**Goal of the exercise:** The lines you return must be all those in the data that hold the string "crate".

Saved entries
§ §

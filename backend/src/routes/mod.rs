//! Route definitions for the ExerciseDB API
//!
//! Resource routes live at the root (`/exercises`, `/register`,
//! `/authenticate`). Swagger UI is served from `/swagger-ui`.

use crate::openapi::ApiDoc;
use crate::state::AppState;
use axum::{
    http::{header, Method},
    routing::get,
    Router,
};
use std::time::Duration;
use tower_http::{
    compression::CompressionLayer,
    cors::{Any, CorsLayer},
    request_id::{MakeRequestUuid, PropagateRequestIdLayer, SetRequestIdLayer},
    timeout::TimeoutLayer,
    trace::TraceLayer,
};
use utoipa::OpenApi;
use utoipa_swagger_ui::SwaggerUi;

pub mod exercise;
pub mod extract;
pub mod health;
pub mod user;

#[cfg(test)]
mod user_tests;

pub use exercise::exercise_routes;
pub use user::user_routes;

/// Path of the generated OpenAPI document
pub const OPENAPI_JSON_PATH: &str = "/api-docs/openapi.json";

/// Create the main application router with all middleware
pub fn create_router(state: AppState) -> Router {
    Router::new()
        .route("/health", get(health::health_check))
        .route("/health/ready", get(health::readiness_check))
        .route("/health/live", get(health::liveness_check))
        .merge(exercise_routes())
        .merge(user_routes())
        .merge(SwaggerUi::new("/swagger-ui").url(OPENAPI_JSON_PATH, ApiDoc::openapi()))
        .layer(CompressionLayer::new())
        .layer(TimeoutLayer::new(Duration::from_secs(30)))
        .layer(
            CorsLayer::new()
                .allow_origin(Any)
                .allow_methods([Method::GET, Method::POST])
                .allow_headers([header::CONTENT_TYPE, header::AUTHORIZATION]),
        )
        .layer(PropagateRequestIdLayer::x_request_id())
        .layer(SetRequestIdLayer::x_request_id(MakeRequestUuid))
        .layer(TraceLayer::new_for_http())
        .with_state(state)
}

§ §

**Written response:**
use crate::openapi::ApiDoc;
use crate::state::AppState;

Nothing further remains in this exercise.